La carica di simpatia, il suo carattere diretto, sfrontato e beffardo da buon romagnolo sono sempre lì, immutati, fin da quando il suo allenatore al Bologna, il "petisso" Bruno Pesaola, lo definì un "estronso" in risposta ad una delle sue battute in allenamento. Ripercorrere la carriera di Eraldo Pecci è come rivivere gli ultimi decenni buoni del calcio italiano, quello non fatto a suon di miliardi ma tutto cuore, fiato e cervello. Lui, "Piedone" come tuttora lo chiamano amici, colleghi e fans, bandiera del Bologna che nel 1973-74 vince la Coppa Italia grazie al suo calcio di rigore; lui, regista del centrocampo del Torino campione d'Italia nel 1975-76 (il settimo e ultimo scudetto dei granata); lui e il suo carisma, che assieme ad Antognoni , Graziani e altri campionissimi, fece sognare il terzo scudetto per la Viola nel 1981-82; lui che preferì non essere convocato in Nazionale da Bearzot per non fare la riserva… Ma la sua proverbiale simpatia ha lasciato il segno anche nella cronaca televisiva. Davvero uno spasso i suoi commenti al fianco di Bruno Pizzul durante gli incontri della Nazionale italiana nel corso degli Europei del 2000. Tanto che sul social network più famoso al mondo gli è stata dedicata una pagina che lo rivuole a commentare le partite della Nazionale.

Eraldo Pecci, un campione dentro e fuori dal campo di gioco, ai microfoni di Barlettalife.

Signor Pecci la incontriamo in questo suggestivo scenario umbro a parlare di doping di fronte a questa platea di giovani. Come è possibile che non si riesca a battere questa piaga dello sport? In alcune discipline come il ciclismo ad esempio, non sappiamo più quali siano i risultati veritieri e quelli falsati dall'uso di sostanze illecite…
È un argomento di cui si discute molto ma io sono totalmente impreparato. Non conosco quasi niente, non so nemmeno l'abc. Però è vero, se ne parla molto, l'impressione che me ne sono fatto è che più va avanti il business e lo spettacolo, più crescono le attese, più chi vince ha gli sponsor e i soldi, per cui si tende sempre ad arrivare primi. Per arrivare primi a volte si pensa che aiutandosi si riesca a trovare questa scorciatoia. Di certo non è un bel esempio per i giovani.
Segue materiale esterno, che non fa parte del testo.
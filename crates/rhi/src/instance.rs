//! Vulkan instance management.
//!
//! [`Instance`] loads the Vulkan library, enables the surface extensions the
//! windowing system needs, and optionally installs the Khronos validation
//! layer with a debug messenger that forwards messages to `tracing`.
//!
//! # Example
//!
//! ```no_run
//! use raw_window_handle::HasDisplayHandle;
//! use vkpipe_rhi::instance::Instance;
//!
//! # fn example(window: &impl HasDisplayHandle) -> Result<(), Box<dyn std::error::Error>> {
//! let display = window.display_handle()?.as_raw();
//! let instance = Instance::new("vkpipe", display, cfg!(debug_assertions))?;
//! let _vk_instance = instance.handle();
//! # Ok(())
//! # }
//! ```

use std::ffi::{CStr, CString, c_char};

use ash::{Entry, vk};
use raw_window_handle::RawDisplayHandle;
use tracing::{debug, error, info, warn};

use crate::error::{RhiError, RhiResult};

/// The Khronos validation layer name.
const VALIDATION_LAYER_NAME: &CStr = c"VK_LAYER_KHRONOS_validation";

/// Vulkan instance wrapper with optional validation layer support.
pub struct Instance {
    entry: Entry,
    instance: ash::Instance,
    debug_utils: Option<ash::ext::debug_utils::Instance>,
    debug_messenger: Option<vk::DebugUtilsMessengerEXT>,
}

impl Instance {
    /// Creates a new Vulkan instance able to present to `display`.
    ///
    /// # Arguments
    ///
    /// * `app_name` - Application name reported to the driver
    /// * `display` - Display the surfaces will be created on
    /// * `enable_validation` - Enable the validation layer when it is installed
    ///
    /// # Errors
    ///
    /// Returns an error if the Vulkan library cannot be loaded, the display's
    /// surface extensions are unavailable, or instance creation fails.
    pub fn new(app_name: &str, display: RawDisplayHandle, enable_validation: bool) -> RhiResult<Self> {
        let entry = unsafe { Entry::load()? };

        let validation_available =
            enable_validation && Self::is_validation_layer_available(&entry)?;
        if enable_validation && !validation_available {
            warn!("Validation layer requested but not available, proceeding without it");
        }

        let app_name = CString::new(app_name).unwrap_or_default();
        let app_info = vk::ApplicationInfo::default()
            .application_name(&app_name)
            .application_version(vk::make_api_version(0, 0, 1, 0))
            .engine_name(c"vkpipe")
            .engine_version(vk::make_api_version(0, 0, 1, 0))
            .api_version(vk::API_VERSION_1_2);

        let mut extensions = Self::required_extensions(display)?;
        if validation_available {
            extensions.push(ash::ext::debug_utils::NAME.as_ptr());
        }

        let layers = if validation_available {
            vec![VALIDATION_LAYER_NAME.as_ptr()]
        } else {
            vec![]
        };

        let create_info = vk::InstanceCreateInfo::default()
            .application_info(&app_info)
            .enabled_extension_names(&extensions)
            .enabled_layer_names(&layers);

        let instance = unsafe { entry.create_instance(&create_info, None)? };

        info!(
            "Vulkan instance created ({} extension(s))",
            extensions.len()
        );

        let (debug_utils, debug_messenger) = if validation_available {
            let debug_utils = ash::ext::debug_utils::Instance::new(&entry, &instance);
            match Self::setup_debug_messenger(&debug_utils) {
                Ok(messenger) => {
                    info!("Validation layers enabled");
                    (Some(debug_utils), Some(messenger))
                }
                Err(e) => {
                    unsafe { instance.destroy_instance(None) };
                    return Err(e);
                }
            }
        } else {
            (None, None)
        };

        Ok(Self {
            entry,
            instance,
            debug_utils,
            debug_messenger,
        })
    }

    #[inline]
    pub fn handle(&self) -> &ash::Instance {
        &self.instance
    }

    #[inline]
    pub fn entry(&self) -> &Entry {
        &self.entry
    }

    #[inline]
    pub fn has_validation(&self) -> bool {
        self.debug_messenger.is_some()
    }

    /// Surface extensions for `display`.
    fn required_extensions(display: RawDisplayHandle) -> RhiResult<Vec<*const c_char>> {
        let extensions = ash_window::enumerate_required_extensions(display)
            .map_err(|e| RhiError::SurfaceError(format!("unsupported display: {e}")))?;
        debug!("Display requires {} instance extension(s)", extensions.len());
        Ok(extensions.to_vec())
    }

    fn is_validation_layer_available(entry: &Entry) -> RhiResult<bool> {
        let available_layers = unsafe { entry.enumerate_instance_layer_properties()? };

        let found = available_layers.iter().any(|layer| {
            layer
                .layer_name_as_c_str()
                .is_ok_and(|name| name == VALIDATION_LAYER_NAME)
        });

        Ok(found)
    }

    fn setup_debug_messenger(
        debug_utils: &ash::ext::debug_utils::Instance,
    ) -> RhiResult<vk::DebugUtilsMessengerEXT> {
        let create_info = vk::DebugUtilsMessengerCreateInfoEXT::default()
            .message_severity(
                vk::DebugUtilsMessageSeverityFlagsEXT::WARNING
                    | vk::DebugUtilsMessageSeverityFlagsEXT::ERROR,
            )
            .message_type(
                vk::DebugUtilsMessageTypeFlagsEXT::GENERAL
                    | vk::DebugUtilsMessageTypeFlagsEXT::VALIDATION
                    | vk::DebugUtilsMessageTypeFlagsEXT::PERFORMANCE,
            )
            .pfn_user_callback(Some(debug_callback));

        let messenger = unsafe { debug_utils.create_debug_utils_messenger(&create_info, None)? };

        Ok(messenger)
    }
}

impl Drop for Instance {
    fn drop(&mut self) {
        unsafe {
            if let (Some(debug_utils), Some(messenger)) = (&self.debug_utils, self.debug_messenger)
            {
                debug_utils.destroy_debug_utils_messenger(messenger, None);
            }
            self.instance.destroy_instance(None);
        }
        info!("Vulkan instance destroyed");
    }
}

/// Forwards validation layer messages to `tracing`.
unsafe extern "system" fn debug_callback(
    message_severity: vk::DebugUtilsMessageSeverityFlagsEXT,
    message_type: vk::DebugUtilsMessageTypeFlagsEXT,
    p_callback_data: *const vk::DebugUtilsMessengerCallbackDataEXT<'_>,
    _user_data: *mut std::ffi::c_void,
) -> vk::Bool32 {
    if p_callback_data.is_null() {
        return vk::FALSE;
    }

    let callback_data = unsafe { &*p_callback_data };
    let message = if callback_data.p_message.is_null() {
        std::borrow::Cow::Borrowed("(no message)")
    } else {
        unsafe { CStr::from_ptr(callback_data.p_message).to_string_lossy() }
    };

    let type_str = match message_type {
        vk::DebugUtilsMessageTypeFlagsEXT::GENERAL => "General",
        vk::DebugUtilsMessageTypeFlagsEXT::VALIDATION => "Validation",
        vk::DebugUtilsMessageTypeFlagsEXT::PERFORMANCE => "Performance",
        _ => "Unknown",
    };

    match message_severity {
        vk::DebugUtilsMessageSeverityFlagsEXT::ERROR => {
            error!("[Vulkan {}] {}", type_str, message);
        }
        vk::DebugUtilsMessageSeverityFlagsEXT::WARNING => {
            warn!("[Vulkan {}] {}", type_str, message);
        }
        _ => {
            debug!("[Vulkan {}] {}", type_str, message);
        }
    }

    vk::FALSE
}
Per quanto riguarda il ciclismo, io non credo che ci sia uno sport più o meno bello di un altro, più o meno corrotto di un altro, più o meno giusto di un altro. Non voglio fare questi paragoni però ci sono degli sport tra cui il ciclismo dove lo sforzo fisico è troppo obiettivamente, nel senso che se fai Tour de France, Giro d'Italia, durante i quali tutti i giorni devi fare duecentocinquanta chilometri o più a quarantacinque di media credo sia difficile salvarsi con il solo allenamento.
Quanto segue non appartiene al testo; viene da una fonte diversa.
//! Windowed clear-screen demo on Vulkan.
//!
//! Every frame clears the acquired image to a color cycling through a
//! palette, and binds that frame's globals through a binding table from the
//! slot's pool. Per-frame buffers ride the slot's deletion queue; the
//! palette and the table layout live in the process-wide queue.

use std::sync::Arc;
use std::time::Instant;

use anyhow::{Context, Result};
use bytemuck::{Pod, Zeroable};
use glam::{Vec2, Vec4};
use tracing::{debug, info};

use vkpipe_core::RendererConfig;
use vkpipe_platform::Window;
use vkpipe_renderer::upload::upload_buffer;
use vkpipe_renderer::{FrameOutcome, GpuContext};
use vkpipe_rhi::buffer::{Buffer, BufferUsage};
use vkpipe_rhi::descriptor::{DescriptorLayoutBuilder, DescriptorWriter};
use vkpipe_rhi::vulkan::VulkanBackend;
use vkpipe_rhi::{PresentStatus, vk};

/// Seconds spent fading from one palette entry to the next.
const FADE_SECONDS: f32 = 2.0;

const PALETTE: [Vec4; 4] = [
    Vec4::new(0.05, 0.05, 0.12, 1.0),
    Vec4::new(0.10, 0.25, 0.45, 1.0),
    Vec4::new(0.45, 0.15, 0.30, 1.0),
    Vec4::new(0.10, 0.35, 0.20, 1.0),
];

/// Per-frame values exposed at binding 0.
#[repr(C)]
#[derive(Clone, Copy, Debug, Pod, Zeroable)]
struct FrameGlobals {
    clear_color: Vec4,
    resolution: Vec2,
    time: f32,
    frame: u32,
}

pub struct Demo {
    context: GpuContext<VulkanBackend>,
    layout: vk::DescriptorSetLayout,
    palette: vk::Buffer,
    palette_size: vk::DeviceSize,
    start: Instant,
}

impl Demo {
    pub fn new(window: &Window, config: &RendererConfig) -> Result<Self> {
        let backend = Arc::new(
            VulkanBackend::new(window, &config.presentation.title, config.debug.validation)
                .context("bringing up Vulkan")?,
        );
        let device = Arc::clone(backend.device());

        let (width, height) = window.size();
        let mut context = GpuContext::new(backend, config, vk::Extent2D { width, height })
            .context("creating the frame pipeline")?;

        let layout = DescriptorLayoutBuilder::new()
            .add_binding(0, vk::DescriptorType::UNIFORM_BUFFER)
            .add_binding(1, vk::DescriptorType::STORAGE_BUFFER)
            .build(Arc::clone(&device), vk::ShaderStageFlags::ALL)?;
        let layout_handle = layout.handle();
        context.deletion_queue().push_drop(layout);

        let palette = upload_buffer(
            context.immediate(),
            &device,
            BufferUsage::Storage,
            bytemuck::cast_slice(&PALETTE),
        )
        .context("uploading the palette")?;
        let (palette_handle, palette_size) = (palette.handle(), palette.size());
        context.deletion_queue().push_drop(palette);

        info!(
            "Demo ready: {}x{}, {} palette entries",
            width,
            height,
            PALETTE.len()
        );

        Ok(Self {
            context,
            layout: layout_handle,
            palette: palette_handle,
            palette_size,
            start: Instant::now(),
        })
    }

    pub fn resize(&mut self, width: u32, height: u32) {
        self.context.resize(vk::Extent2D { width, height });
    }

    /// Clear and present one frame. Paused and stale frames are skipped.
    pub fn render_frame(&mut self) -> Result<()> {
        let time = self.start.elapsed().as_secs_f32();
        let device = Arc::clone(self.context.backend().device());

        let mut frame = match self.context.begin_frame()? {
            FrameOutcome::Ready(frame) => frame,
            FrameOutcome::Skipped => return Ok(()),
        };

        let index = frame.image_index()?;
        let image = frame
            .presentation()
            .swapchain()
            .and_then(|chain| chain.image(index))
            .context("acquired image is not in the chain")?;
        let extent = frame.extent();

        let globals = FrameGlobals {
            clear_color: palette_color(time),
            resolution: Vec2::new(extent.width as f32, extent.height as f32),
            time,
            frame: frame.frame_number() as u32,
        };
        let staging = Buffer::new_with_data(
            Arc::clone(&device),
            BufferUsage::Staging,
            bytemuck::bytes_of(&globals),
        )?;
        let uniform = Buffer::new(Arc::clone(&device), BufferUsage::Uniform, staging.size())?;

        let color = vk::ClearColorValue {
            float32: globals.clear_color.to_array(),
        };
        frame.record(|commands| {
            let cmd = commands.buffer();
            let region = vk::BufferCopy::default().size(staging.size());
            cmd.copy_buffer(staging.handle(), uniform.handle(), &[region]);
            cmd.transition_color_image(
                image,
                vk::ImageLayout::UNDEFINED,
                vk::ImageLayout::TRANSFER_DST_OPTIMAL,
            );
            cmd.clear_color_image(image, vk::ImageLayout::TRANSFER_DST_OPTIMAL, &color);
            cmd.transition_color_image(
                image,
                vk::ImageLayout::TRANSFER_DST_OPTIMAL,
                vk::ImageLayout::PRESENT_SRC_KHR,
            );
        });

        let set = frame.binding_pool().allocate(&self.layout)?;
        DescriptorWriter::new()
            .write_buffer(
                0,
                uniform.handle(),
                uniform.size(),
                0,
                vk::DescriptorType::UNIFORM_BUFFER,
            )
            .write_buffer(
                1,
                self.palette,
                self.palette_size,
                0,
                vk::DescriptorType::STORAGE_BUFFER,
            )
            .update_set(&device, set);

        // Released once this slot's fence proves the copy has run
        frame.deletion_queue().push_drop(staging);
        frame.deletion_queue().push_drop(uniform);

        if GpuContext::end_frame(frame)? == PresentStatus::Stale {
            debug!("Chain rebuilt after present");
        }
        Ok(())
    }
}

/// Clear color at `time` seconds, fading linearly around the palette.
fn palette_color(time: f32) -> Vec4 {
    let position = time / FADE_SECONDS;
    let from = position.floor() as usize % PALETTE.len();
    let to = (from + 1) % PALETTE.len();
    PALETTE[from].lerp(PALETTE[to], position.fract())
}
La lotta contro il doping è passata attraverso gli anni da un'azione di contrasto e una culturale. Ritiene sia la strada giusta da perseguire alla luce dei risultati attuali o crede che bisognerebbe aggiustare un po' il tiro?
Credo che se non vinci la battaglia culturale aggiustando la testa della gente credo che non si riuscirà a migliorare e a vincere questa lotta, che è durissima proprio perché gli esempi di oggi sono questi: quello che arriva primo è il più bravo, quello che arriva ultimo non è nessuno. In realtà la vita non è questa. Chi è più ricco è più intelligente, più bravo, ma la realtà non è così. E per essere il più ricco bisogna arrivare primi ma non è così la realtà, perché se tu non stai bene con te stesso, se non accetti quello che sei non starai mai bene nella tua vita. Sia che arrivi primo sia che arrivi quinto.
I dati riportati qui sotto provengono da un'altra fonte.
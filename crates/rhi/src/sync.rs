//! Vulkan completion and ordering signals.
//!
//! - [`Fence`] is a completion signal: the host waits on it to learn that
//!   submitted work has finished.
//! - [`Semaphore`] is an ordering signal: the device waits on it before
//!   running dependent work. The host never waits on a semaphore.
//!
//! # Example
//!
//! ```no_run
//! use std::sync::Arc;
//! use std::time::Duration;
//! use vkpipe_rhi::device::Device;
//! use vkpipe_rhi::sync::{Fence, Semaphore};
//!
//! # fn example(device: Arc<Device>) -> Result<(), vkpipe_rhi::RhiError> {
//! let acquired = Semaphore::new(device.clone())?;
//! let idle = Fence::new(device, true)?;
//!
//! // Block until the work guarded by the fence has finished
//! idle.wait(Duration::from_secs(1))?;
//! idle.reset()?;
//! # Ok(())
//! # }
//! ```

use std::sync::Arc;
use std::time::{Duration, Instant};

use ash::vk;
use tracing::trace;

use crate::device::Device;
use crate::error::{RhiError, RhiResult};

/// Vulkan semaphore wrapper.
///
/// Created unsignalled. A binary semaphore alternates between exactly one
/// pending signal and the one wait that consumes it.
pub struct Semaphore {
    device: Arc<Device>,
    semaphore: vk::Semaphore,
}

impl Semaphore {
    pub fn new(device: Arc<Device>) -> RhiResult<Self> {
        let create_info = vk::SemaphoreCreateInfo::default();
        let semaphore = unsafe { device.handle().create_semaphore(&create_info, None)? };
        trace!("Created semaphore {:?}", semaphore);
        Ok(Self { device, semaphore })
    }

    #[inline]
    pub fn handle(&self) -> vk::Semaphore {
        self.semaphore
    }
}

impl Drop for Semaphore {
    fn drop(&mut self) {
        unsafe {
            self.device.handle().destroy_semaphore(self.semaphore, None);
        }
        trace!("Destroyed semaphore {:?}", self.semaphore);
    }
}

/// Vulkan fence wrapper.
///
/// A fence must not be reset while a submission that signals it is pending,
/// and must be unsignalled when passed to a submission.
pub struct Fence {
    device: Arc<Device>,
    fence: vk::Fence,
}

impl Fence {
    /// Creates a new fence.
    ///
    /// # Arguments
    ///
    /// * `device` - The logical device
    /// * `signaled` - Create the fence already signalled, for fences that are
    ///   waited on before the first submission that would signal them.
    pub fn new(device: Arc<Device>, signaled: bool) -> RhiResult<Self> {
        let flags = if signaled {
            vk::FenceCreateFlags::SIGNALED
        } else {
            vk::FenceCreateFlags::empty()
        };
        let create_info = vk::FenceCreateInfo::default().flags(flags);
        let fence = unsafe { device.handle().create_fence(&create_info, None)? };

        trace!(
            "Created fence {:?} ({})",
            fence,
            if signaled { "signaled" } else { "unsignaled" }
        );

        Ok(Self { device, fence })
    }

    #[inline]
    pub fn handle(&self) -> vk::Fence {
        self.fence
    }

    /// Block until the fence is signalled.
    ///
    /// # Errors
    ///
    /// Returns [`RhiError::Timeout`] if `timeout` expires first, and
    /// [`RhiError::DeviceLost`] if the device was lost while waiting.
    pub fn wait(&self, timeout: Duration) -> RhiResult<()> {
        let started = Instant::now();
        let nanos = u64::try_from(timeout.as_nanos()).unwrap_or(u64::MAX);
        let fences = [self.fence];
        let result = unsafe { self.device.handle().wait_for_fences(&fences, true, nanos) };
        match result {
            Ok(()) => Ok(()),
            Err(vk::Result::TIMEOUT) => Err(RhiError::Timeout {
                what: "fence",
                waited: started.elapsed(),
            }),
            Err(err) => Err(err.into()),
        }
    }

    /// Return the fence to the unsignalled state.
    pub fn reset(&self) -> RhiResult<()> {
        let fences = [self.fence];
        unsafe { self.device.handle().reset_fences(&fences)? };
        Ok(())
    }

    /// Non-blocking status query.
    pub fn is_signaled(&self) -> bool {
        let result = unsafe { self.device.handle().get_fence_status(self.fence) };
        matches!(result, Ok(true))
    }
}

impl Drop for Fence {
    fn drop(&mut self) {
        unsafe {
            self.device.handle().destroy_fence(self.fence, None);
        }
        trace!("Destroyed fence {:?}", self.fence);
    }
}

#[cfg(test)]
mod tests {
    use super::*;

    #[test]
    fn test_semaphore_is_send_sync() {
        fn assert_send_sync<T: Send + Sync>() {}
        assert_send_sync::<Semaphore>();
    }

    #[test]
    fn test_fence_is_send_sync() {
        fn assert_send_sync<T: Send + Sync>() {}
        assert_send_sync::<Fence>();
    }
}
Doping, calcio scommesse, Calciopoli. Il calcio italiano non se la passa veramente bene…
Il calcio a mio avviso non se la sta passando bene per un fatto tecnico, perché credo che i nostri campionati siano inferiori a quelli di altri paesi, tipo la Spagna, l'Inghilterra. Non vediamo dei grandi spettacoli o troviamo ogni tanto qualche lampo di una squadra come può essere l'Inter l'anno scorso o come può essere stata la Nazionale nel 2006. Lampi non corredati dalla quotidianità, dal lavoro di tutti gli anni, perciò restiamo un po' indietro. Per quanto riguarda gli scandali direi che quest'ultimo non mi preoccupa molto, credo che sia una cosa destinata a ridursi in questo senso: chi vi ha partecipato sono giocatori di squadre di basso profilo. L'idea che mi sono fatto è che ci sono troppe società nelle categorie inferiori, forse anche in B, i cui giocatori non prendono lo stipendio o lo prendono a babbo morto. E a volte qualcuno che si crede più furbo, per ovviare combina una partita e ci scommette. Però se facesse una cosa del genere un calciatore di serie A che guadagna fior di milioni sarebbe da legare subito perché per venti, trenta mila euro mettere a repentaglio la propria carriera sarebbe troppo stupido.

Allora secondo Lei dobbiamo rassegnarci alla perdita della dimensione umana nello sport?
Ah, questo è un bel tema, nella vita forse ci siamo un po' persi quali sono i valori, gli obiettivi. Credo che lo sport che vediamo è una cosa, quello che pratichiamo tutti i giorni è un'altra. Io tutti i giorni vado a camminare, poi vado in bicicletta, e non cerco di vincere né mi dopo. E questo mi da molta soddisfazione e basta. Credo che molte persone lo facciano come me. Però è vero che nel momento in cui la nostra società ha dei problemi sotto molti punti di vista, d'identità, di entusiasmo, di credibilità, non è un momento brillante. Vedo che dalla politica alla famiglia insomma non è un bel periodo.

Che messaggio desidera trasmettere alle nuove generazioni di sportivi e non?
A questi giovani direi di tenere duro, di volerci bene anche se noi vecchi tra virgolette non gli abbiamo preparato un bel mondo, di non avercela tanto con noi. Tenere duro e di prepararsi la propria vita nei migliori dei modi anche se oggi come oggi io non vedo una via d'uscita brillante e che ci sarà da soffrire per del tempo. Mi auguro che ce lo perdonino perché noi vecchie generazioni abbiamo le nostre responsabilità.